╭─ THE DATA

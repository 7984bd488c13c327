//! File downloads via a transient object-URL anchor.

/// Write `contents` to the user's downloads as `filename`.
///
/// Creates a Blob, points a detached anchor at its object URL, clicks it,
/// and revokes the URL. Outside the browser this is a no-op.
pub fn save_file(filename: &str, contents: &str, mime: &str) {
    #[cfg(feature = "hydrate")]
    {
        use wasm_bindgen::JsCast;

        let Some(document) = web_sys::window().and_then(|w| w.document()) else {
            return;
        };
        let Some(body) = document.body() else {
            return;
        };

        let parts = js_sys::Array::new();
        parts.push(&wasm_bindgen::JsValue::from_str(contents));
        let options = web_sys::BlobPropertyBag::new();
        options.set_type(mime);
        let Ok(blob) = web_sys::Blob::new_with_str_sequence_and_options(&parts, &options) else {
            return;
        };
        let Ok(url) = web_sys::Url::create_object_url_with_blob(&blob) else {
            return;
        };

        let Ok(anchor) = document
            .create_element("a")
            .map_err(|_| ())
            .and_then(|el| el.dyn_into::<web_sys::HtmlAnchorElement>().map_err(|_| ()))
        else {
            let _ = web_sys::Url::revoke_object_url(&url);
            return;
        };
        anchor.set_href(&url);
        anchor.set_download(filename);
        let _ = body.append_child(&anchor);
        anchor.click();
        let _ = body.remove_child(&anchor);
        let _ = web_sys::Url::revoke_object_url(&url);
    }
    #[cfg(not(feature = "hydrate"))]
    {
        let _ = (filename, contents, mime);
    }
}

╰─

### YOUR ASSIGNMENT
Beginning with the line above that contains "to the user's", copy each line exactly up to and including the line that contains "let Some(body) = document.body()", and go no further.

### EXERCISE SOLUTION
/// Write `contents` to the user's downloads as `filename`.
///
/// Creates a Blob, points a detached anchor at its object URL, clicks it,
/// and revokes the URL. Outside the browser this is a no-op.
pub fn save_file(filename: &str, contents: &str, mime: &str) {
    #[cfg(feature = "hydrate")]
    {
        use wasm_bindgen::JsCast;

        let Some(document) = web_sys::window().and_then(|w| w.document()) else {
            return;
        };
        let Some(body) = document.body() else {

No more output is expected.